Newtech.law asked and explored the legal question Can a user’s account be accessed through screen scraping?
As the term suggests screen scraping refers to achieving data integration through a simulated login and then reading data across the web as if that user. As such it’s not an ideal approach, especially from a security perspective, hence the move to address the situation.
Strong Customer Authentication
While an enhanced version of screen scraping has been proposed ‘Screenscraping+ (SS+)’, it is recommended that instead ‘SCA’ is adopted : Strong Customer Authentication.
The official term for SS+ is a ‘Modified Customer Interface’. The Co-operative’s Smile Bank explain their implementation in this guide. The WSBI explore the challenge in this blog, highlighting the call for a ‘fall back’ option to SS+.
As the FCA states:
From 14 September 2019, new rules apply that affect the way banks or other payment services providers check that the person requesting access to their account or trying to make a payment is the person permitted to make a payment and validate specific payment instructions.
They’ve delayed the roll out of the requirement as many businesses like e-commerce sites will find the transition challenging. At their request UK Finance has developed a detailed roll out plan.
In his Finextra blog Dmitrii Barbasura, CEO of Salt Edge who provide a SCA solution, explains the technical details of how these requirements can be catered for, describing a scenario of ‘TPP identification via non-dedicated PSD2 interfaces‘, walking through the mechanics of certificate exchange between client and server:
For the transition to a full SCA approach organizations such as the FIDO Alliance has taken an active role in helping European regulators and API design groups understand how standards-based, modern authentication can be used to deprecate today’s screen scraping practices while enabling a timely and secure migration to the open banking API model, explaining in this Paypers article:
New and improved methods of authentication are now available through open industry standards from the FIDO Alliance and W3C. Collectively known as FIDO Authentication, this innovative technology leverages on-device user verification such as the biometric capabilities on our mobile phones and combines this with interoperable protocols for strong cryptographic authentication.
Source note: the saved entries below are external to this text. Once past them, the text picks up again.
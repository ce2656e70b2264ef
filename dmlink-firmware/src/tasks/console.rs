//! Debug console task
//!
//! Echoes typed lines back and reports confirmed input changes.

use defmt::*;
use embassy_futures::select::{select, Either};
use embassy_stm32::usart::{BufferedUartRx, BufferedUartTx};
use embedded_io_async::Read;

use dmlink_core::console::{echo_line, LineBuffer};
use dmlink_core::select::InputSource;
use dmlink_hal_stm32f0::SerialTx;

use crate::channels::{INPUT_STATE, TOGGLE_REQUEST};

/// Longest console line kept, including room for the terminator
const LINE_SIZE: usize = 32;

/// Console task - line echo on the debug UART
#[embassy_executor::task]
pub async fn console_task(tx: BufferedUartTx<'static>, mut rx: BufferedUartRx<'static>) {
    info!("Console task started");

    let mut tx = SerialTx::new(tx);
    let mut lines = LineBuffer::<LINE_SIZE>::new();
    let mut buf = [0u8; 16];

    loop {
        match select(rx.read(&mut buf), INPUT_STATE.wait()).await {
            Either::First(Ok(n)) => {
                for &byte in &buf[..n] {
                    let Some(line) = lines.push(byte) else {
                        continue;
                    };

                    if let Err(e) = echo_line(&mut tx, &line) {
                        warn!("Console write failed: {:?}", e);
                    }
                    if line.as_slice() == b"toggle" {
                        TOGGLE_REQUEST.signal(());
                    }
                }
            }
            Either::First(Err(e)) => {
                warn!("Console read error: {:?}", e);
            }
            Either::Second(source) => {
                let name: &[u8] = match source {
                    InputSource::Hdmi => b"input: hdmi",
                    InputSource::DisplayPort => b"input: displayport",
                };
                if let Err(e) = echo_line(&mut tx, name) {
                    warn!("Console write failed: {:?}", e);
                }
            }
        }
    }
}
Biometrics is a compelling proposition for banks and other financial services companies, due to their ability to perform without dependency on the user remembering or sharing a password, greatly enhancing customer security while improving the user’s authentication experience.
User Management System
Open Banking Europe offer this detailed paper which defines a complete implementation strategy for Account
Servicing Payment Services Providers (ASPSPs) to provide secure and controlled Access to Accounts (XS2A) Services to those Third Party Providers (TPPs) who want to offer the new Payment Services available in Europe under PSD2, covering Internet Security, Controlled Access and TPP Onboarding.
In particular it states a suggestion of a User Management System:
A User Management System (UMS) contains six important capabilities:
1. Generates an identity for specific TPPs and issues unique access credentials.
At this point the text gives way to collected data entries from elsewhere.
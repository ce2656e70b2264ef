//! Link facade
//!
//! Ties the consumer half of the receive ring, the frame parser, the packet
//! builder and a UART transmitter together. The receive side is filled
//! independently through [`pump`] (or by calling [`RxProducer::write`] from
//! the UART interrupt).

use dmlink_hal::{UartRx, UartTx};
use dmlink_protocol::{
    Command, Frame, FrameBuilder, FrameParser, OutboundPacket, PacketError, ParseOutcome,
    ParserStats, RingError, RxConsumer, RxProducer, RxWindow, MAX_PACKET_SIZE,
};

use crate::config::LinkConfig;

/// Errors from link operations
#[derive(Debug, Clone, Copy, PartialEq, Eq)]
#[cfg_attr(feature = "defmt", derive(defmt::Format))]
pub enum LinkError<E> {
    /// The transmitter failed
    Transport(E),
    /// The packet could not be built or encoded
    Packet(PacketError),
    /// The receive ring refused a consume
    Ring(RingError),
}

impl<E> From<PacketError> for LinkError<E> {
    fn from(e: PacketError) -> Self {
        LinkError::Packet(e)
    }
}

impl<E> From<RingError> for LinkError<E> {
    fn from(e: RingError) -> Self {
        LinkError::Ring(e)
    }
}

/// Receive-side counters
#[derive(Debug, Clone, Copy, PartialEq, Eq, Default)]
#[cfg_attr(feature = "defmt", derive(defmt::Format))]
pub struct LinkStats {
    /// Parser counters
    pub parser: ParserStats,
    /// Bytes dropped because the ring was full
    pub overflows: u32,
}

/// Serial link to one DM board
pub struct Link<'a, T: UartTx, const N: usize> {
    rx: RxConsumer<'a, N>,
    tx: T,
    parser: FrameParser,
    builder: FrameBuilder,
    node: u8,
    resync_on_full: bool,
}

impl<'a, T: UartTx, const N: usize> Link<'a, T, N> {
    pub fn new(rx: RxConsumer<'a, N>, tx: T, config: &LinkConfig) -> Self {
        Self {
            rx,
            tx,
            parser: FrameParser::with_config(config.parser_config()),
            builder: config.builder(),
            node: config.node_address,
            resync_on_full: config.resync_on_full,
        }
    }

    /// Poll for the next complete frame
    ///
    /// If nothing can be parsed while the ring is saturated, the bytes in
    /// front of the first possible frame start are discarded and the parse
    /// is retried once. Without this a full ring holding no complete frame
    /// would stay full forever.
    pub fn poll(&mut self) -> Result<ParseOutcome<Frame>, RingError> {
        let outcome = self.parser.try_take_frame(&mut self.rx)?;

        match outcome {
            ParseOutcome::NotReady | ParseOutcome::NotFound
                if self.resync_on_full && self.rx.is_full() =>
            {
                if self.parser.resync(&mut self.rx)? == 0 {
                    return Ok(outcome);
                }
                self.parser.try_take_frame(&mut self.rx)
            }
            _ => Ok(outcome),
        }
    }

    /// Poll for the next frame's classification byte
    ///
    /// Never discards anything beyond what the parser itself consumes.
    pub fn try_parse_frame(&mut self) -> Result<ParseOutcome<u8>, RingError> {
        self.parser.try_parse_frame(&mut self.rx)
    }

    /// Build and transmit a command for this link's node
    pub fn send(&mut self, command: &Command) -> Result<(), LinkError<T::Error>> {
        let packet = command.to_packet(&self.builder, self.node)?;
        self.transmit(&packet)
    }

    /// Put an already built packet on the wire
    pub fn transmit(&mut self, packet: &OutboundPacket) -> Result<(), LinkError<T::Error>> {
        let mut buffer = [0u8; MAX_PACKET_SIZE];
        let len = packet.encode(&mut buffer)?;

        self.tx
            .write_blocking(&buffer[..len])
            .map_err(LinkError::Transport)?;
        self.tx.flush().map_err(LinkError::Transport)
    }

    pub fn stats(&self) -> LinkStats {
        LinkStats {
            parser: self.parser.stats(),
            overflows: self.rx.overflow_count(),
        }
    }

    pub fn builder(&self) -> &FrameBuilder {
        &self.builder
    }

    pub fn node(&self) -> u8 {
        self.node
    }

    /// Unread bytes in the receive ring
    pub fn pending(&self) -> usize {
        self.rx.available()
    }

    pub fn transmitter(&mut self) -> &mut T {
        &mut self.tx
    }
}

/// Result of one [`pump`] call
#[derive(Debug, Clone, Copy, PartialEq, Eq, Default)]
#[cfg_attr(feature = "defmt", derive(defmt::Format))]
pub struct PumpReport {
    /// Bytes stored in the ring
    pub accepted: usize,
    /// Bytes dropped because the ring was full
    pub dropped: usize,
}

impl PumpReport {
    pub fn total(&self) -> usize {
        self.accepted + self.dropped
    }
}

/// Scratch size for one [`pump`] read
const PUMP_CHUNK: usize = 16;

/// Move every byte the receiver already holds into the ring
///
/// Each byte goes through [`RxProducer::write`], so overflow handling and
/// counting stay in one place. Returns once the receiver reports nothing
/// pending.
pub fn pump<R: UartRx, const N: usize>(
    rx: &mut R,
    producer: &mut RxProducer<'_, N>,
) -> Result<PumpReport, R::Error> {
    let mut report = PumpReport::default();
    let mut chunk = [0u8; PUMP_CHUNK];

    loop {
        let n = rx.read_available(&mut chunk)?;
        if n == 0 {
            return Ok(report);
        }

        for &byte in &chunk[..n] {
            match producer.write(byte) {
                Ok(()) => report.accepted += 1,
                Err(_) => report.dropped += 1,
            }
        }
    }
}
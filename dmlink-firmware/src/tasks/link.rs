//! Link task
//!
//! Sole consumer of the receive ring. Polls for response frames on a fixed
//! tick, sends commands and drives the input selector.

use defmt::*;
use embassy_futures::select::{select, Either};
use embassy_time::{Duration, Instant, Ticker};

use dmlink_core::config::InputSelectConfig;
use dmlink_core::link::LinkStats;
use dmlink_core::select::{InputSelector, SelectEvent, SelectOutcome, SelectStep};
use dmlink_protocol::{Command, ParseOutcome};

use super::DmLink;
use crate::channels::{INPUT_STATE, TOGGLE_REQUEST};

/// Receive ring poll period
const POLL_INTERVAL_MS: u64 = 5;

/// Link task - frame polling and input selection
#[embassy_executor::task]
pub async fn link_task(mut link: DmLink, config: InputSelectConfig) {
    info!("Link task started (node 0x{:x})", link.node());

    let mut selector = InputSelector::new(config);
    let timeout = Duration::from_millis(u64::from(config.response_timeout_ms));
    let mut deadline: Option<Instant> = None;
    let mut ticker = Ticker::every(Duration::from_millis(POLL_INTERVAL_MS));
    let mut last_stats = link.stats();

    INPUT_STATE.signal(selector.current());

    loop {
        if let Either::Second(()) = select(ticker.next(), TOGGLE_REQUEST.wait()).await {
            match selector.request_toggle() {
                Some(command) => {
                    info!("Switching input from {:?}", selector.current());
                    // Its answer (or timeout) triggers the first version query
                    send(&mut link, &command);
                    deadline = Some(Instant::now() + timeout);
                }
                None => warn!("Input switch already in progress"),
            }
        }

        loop {
            match link.poll() {
                Ok(ParseOutcome::Found(frame)) => {
                    debug!("Frame: type {:#x}", frame.kind());
                    if deadline.is_some() {
                        let step = selector.handle(SelectEvent::Response(frame.kind()));
                        deadline = follow_up(&mut link, step, timeout);
                    }
                }
                Ok(ParseOutcome::Rejected) => {
                    warn!("Frame rejected: checksum mismatch");
                }
                Ok(ParseOutcome::NotReady) | Ok(ParseOutcome::NotFound) => break,
                Err(e) => {
                    error!("Receive ring error: {:?}", e);
                    break;
                }
            }
        }

        if deadline.is_some_and(|at| Instant::now() >= at) {
            debug!("No response within {} ms", timeout.as_millis());
            let step = selector.handle(SelectEvent::NoResponse);
            deadline = follow_up(&mut link, step, timeout);
        }

        last_stats = report_stats(last_stats, link.stats());
    }
}

/// Act on the selector's answer; returns the next response deadline
fn follow_up(link: &mut DmLink, step: SelectStep, timeout: Duration) -> Option<Instant> {
    match step {
        SelectStep::Query => {
            send(link, &Command::GetVersion);
            Some(Instant::now() + timeout)
        }
        SelectStep::Done(SelectOutcome::Switched(source)) => {
            info!("Input switched to {:?}", source);
            INPUT_STATE.signal(source);
            None
        }
        SelectStep::Done(SelectOutcome::Unchanged(source)) => {
            warn!("Board kept input {:?}", source);
            INPUT_STATE.signal(source);
            None
        }
        SelectStep::Ignored => None,
    }
}

fn send(link: &mut DmLink, command: &Command) {
    match link.send(command) {
        Ok(()) => trace!("Sent {:?}", command),
        Err(e) => warn!("Failed to send {:?}: {:?}", command, e),
    }
}

/// Log receive-path counters that moved since the last call
fn report_stats(last: LinkStats, now: LinkStats) -> LinkStats {
    if now.parser.resynced_bytes != last.parser.resynced_bytes {
        warn!(
            "RX ring saturated, resync discarded {} bytes",
            now.parser.resynced_bytes - last.parser.resynced_bytes
        );
    }
    if now.parser.garbage_bytes != last.parser.garbage_bytes {
        debug!(
            "Skipped {} bytes in front of frames",
            now.parser.garbage_bytes - last.parser.garbage_bytes
        );
    }
    now
}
2. Assigns Access Rights to resources/scopes for each TPP by issuing further area-specific access credentials.
3. Retains a record of previously issued TPP access credentials.
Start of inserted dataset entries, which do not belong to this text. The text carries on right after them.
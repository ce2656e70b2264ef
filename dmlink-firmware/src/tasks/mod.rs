//! Embassy async tasks
//!
//! Each task runs independently and communicates via signals.

pub mod button;
pub mod console;
pub mod link;
pub mod link_rx;

use dmlink_core::link::Link;
use dmlink_hal_stm32f0::{SerialRx, SerialTx};
use embassy_stm32::usart::{BufferedUartRx, BufferedUartTx};

pub use button::button_task;
pub use console::console_task;
pub use link::link_task;
pub use link_rx::link_rx_task;

/// Receive ring capacity, room for several response frames
pub const RX_RING_SIZE: usize = 64;

pub type LinkUartTx = SerialTx<BufferedUartTx<'static>>;
pub type LinkUartRx = SerialRx<BufferedUartRx<'static>>;

/// Link to the DM board as owned by the link task
pub type DmLink = Link<'static, LinkUartTx, RX_RING_SIZE>;
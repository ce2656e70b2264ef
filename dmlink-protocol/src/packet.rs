//! Outbound command packets.
//!
//! Packet format:
//! - HEADER (1 byte): 0xBB
//! - NODE (1 byte): addressed node
//! - COMMAND (1 byte): command code
//! - LENGTH (1 byte): payload length (0-32)
//! - CHECKSUM (1 byte): configured checksum of NODE, COMMAND, LENGTH, PAYLOAD
//! - PAYLOAD (LENGTH bytes)

use heapless::Vec;

use crate::checksum::Checksum;

/// Packet start byte
pub const PACKET_HEADER: u8 = 0xBB;

/// Maximum payload size in bytes
pub const MAX_PAYLOAD_SIZE: usize = 32;

/// Bytes in front of the payload
pub const PACKET_OVERHEAD: usize = 5;

/// Maximum complete packet size
pub const MAX_PACKET_SIZE: usize = PACKET_OVERHEAD + MAX_PAYLOAD_SIZE;

/// Errors that can occur while building or encoding a packet
#[derive(Debug, Clone, Copy, PartialEq, Eq)]
#[cfg_attr(feature = "defmt", derive(defmt::Format))]
pub enum PacketError {
    /// Payload exceeds maximum allowed size
    PayloadTooLarge,
    /// Buffer too small for encoding
    BufferTooSmall,
}

/// A command packet ready for transmission
#[derive(Debug, Clone, PartialEq, Eq)]
#[cfg_attr(feature = "defmt", derive(defmt::Format))]
pub struct OutboundPacket {
    node: u8,
    command: u8,
    payload: Vec<u8, MAX_PAYLOAD_SIZE>,
    checksum: u8,
}

impl OutboundPacket {
    pub fn node(&self) -> u8 {
        self.node
    }

    pub fn command(&self) -> u8 {
        self.command
    }

    pub fn payload(&self) -> &[u8] {
        &self.payload
    }

    pub fn checksum(&self) -> u8 {
        self.checksum
    }

    /// Encoded size in bytes
    pub fn encoded_len(&self) -> usize {
        PACKET_OVERHEAD + self.payload.len()
    }

    /// Encode this packet into a byte buffer
    ///
    /// Returns the number of bytes written
    pub fn encode(&self, buffer: &mut [u8]) -> Result<usize, PacketError> {
        let packet_len = self.encoded_len();
        if buffer.len() < packet_len {
            return Err(PacketError::BufferTooSmall);
        }

        buffer[0] = PACKET_HEADER;
        buffer[1] = self.node;
        buffer[2] = self.command;
        buffer[3] = self.payload.len() as u8;
        buffer[4] = self.checksum;
        buffer[PACKET_OVERHEAD..packet_len].copy_from_slice(&self.payload);

        Ok(packet_len)
    }

    /// Encode this packet into a heapless Vec
    pub fn encode_to_vec(&self) -> Result<Vec<u8, MAX_PACKET_SIZE>, PacketError> {
        let mut buffer = [0u8; MAX_PACKET_SIZE];
        let len = self.encode(&mut buffer)?;
        let mut vec = Vec::new();
        vec.extend_from_slice(&buffer[..len])
            .map_err(|_| PacketError::BufferTooSmall)?;
        Ok(vec)
    }
}

/// Builds command packets with the configured checksum
#[derive(Debug, Clone, Copy, PartialEq, Eq, Default)]
#[cfg_attr(feature = "defmt", derive(defmt::Format))]
pub struct FrameBuilder {
    checksum: Checksum,
}

impl FrameBuilder {
    pub const fn new(checksum: Checksum) -> Self {
        Self { checksum }
    }

    pub fn checksum(&self) -> Checksum {
        self.checksum
    }

    /// Build a packet for `node`
    pub fn build(&self, node: u8, command: u8, payload: &[u8]) -> Result<OutboundPacket, PacketError> {
        if payload.len() > MAX_PAYLOAD_SIZE {
            return Err(PacketError::PayloadTooLarge);
        }

        let mut payload_vec = Vec::new();
        payload_vec
            .extend_from_slice(payload)
            .map_err(|_| PacketError::PayloadTooLarge)?;

        let length = payload.len() as u8;
        let checksum = self
            .checksum
            .compute_iter([node, command, length].into_iter().chain(payload.iter().copied()));

        Ok(OutboundPacket {
            node,
            command,
            payload: payload_vec,
            checksum,
        })
    }
}

#[cfg(test)]
mod tests {
    use super::*;
    use crate::frame::is_frame_start;

    #[test]
    fn test_build_empty_payload() {
        let builder = FrameBuilder::new(Checksum::Xor8);
        let packet = builder.build(0x01, 0x12, &[]).unwrap();
        let mut buffer = [0u8; 10];
        let len = packet.encode(&mut buffer).unwrap();

        assert_eq!(len, 5);
        assert_eq!(buffer[0], PACKET_HEADER);
        assert_eq!(buffer[1], 0x01); // node
        assert_eq!(buffer[2], 0x12); // command
        assert_eq!(buffer[3], 0); // length
        assert_eq!(buffer[4], 0x13); // checksum (0x01 ^ 0x12 ^ 0)
    }

    #[test]
    fn test_build_with_payload() {
        let builder = FrameBuilder::new(Checksum::Sum8);
        let packet = builder.build(0x02, 0x13, &[0x0A, 0x1E]).unwrap();
        let encoded = packet.encode_to_vec().unwrap();

        assert_eq!(encoded.len(), 7);
        assert_eq!(encoded[3], 2);
        assert_eq!(encoded[4], 0x02u8 + 0x13 + 2 + 0x0A + 0x1E);
        assert_eq!(&encoded[5..], &[0x0A, 0x1E]);
    }

    #[test]
    fn test_build_is_deterministic() {
        let builder = FrameBuilder::new(Checksum::Crc8);
        let a = builder.build(0x01, 0x13, &[1, 2, 3]).unwrap();
        let b = builder.build(0x01, 0x13, &[1, 2, 3]).unwrap();
        assert_eq!(a, b);
    }

    #[test]
    fn test_version_query_looks_like_frame_start() {
        let packet = FrameBuilder::default().build(1, 0x12, &[]).unwrap();
        let encoded = packet.encode_to_vec().unwrap();
        assert!(is_frame_start(&encoded));
    }

    #[test]
    fn test_payload_too_large() {
        let large_payload = [0u8; MAX_PAYLOAD_SIZE + 1];
        let result = FrameBuilder::default().build(0x01, 0x13, &large_payload);
        assert_eq!(result, Err(PacketError::PayloadTooLarge));
    }

    #[test]
    fn test_buffer_too_small() {
        let packet = FrameBuilder::default().build(0x01, 0x13, &[1, 2]).unwrap();
        let mut buffer = [0u8; 6];
        assert_eq!(packet.encode(&mut buffer), Err(PacketError::BufferTooSmall));
    }
}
4. Checks against the issued TPP access credentials record when a TPP returns, enabling authorised access.
5. Monitors/logs all TPP activity, including timestamps, areas accessed, and actions taken by the TPP for their own account.
6. Manages the access credentials and rights of a TPP, such as changes or removal.
Clearly these requirements will put considerable pressure on the industry but ultimately will drive a race to the top, a superior Open Banking product and much more rigorous security for users, greatly boosting end user perception of how trustworthy the practices are.
Visionary and ambitious pioneers can even leap ahead of the curve through embracing the cutting edge of Identity authentication systems notably ‘Self-Sovereign Identity’ aka Open Banking 3.0.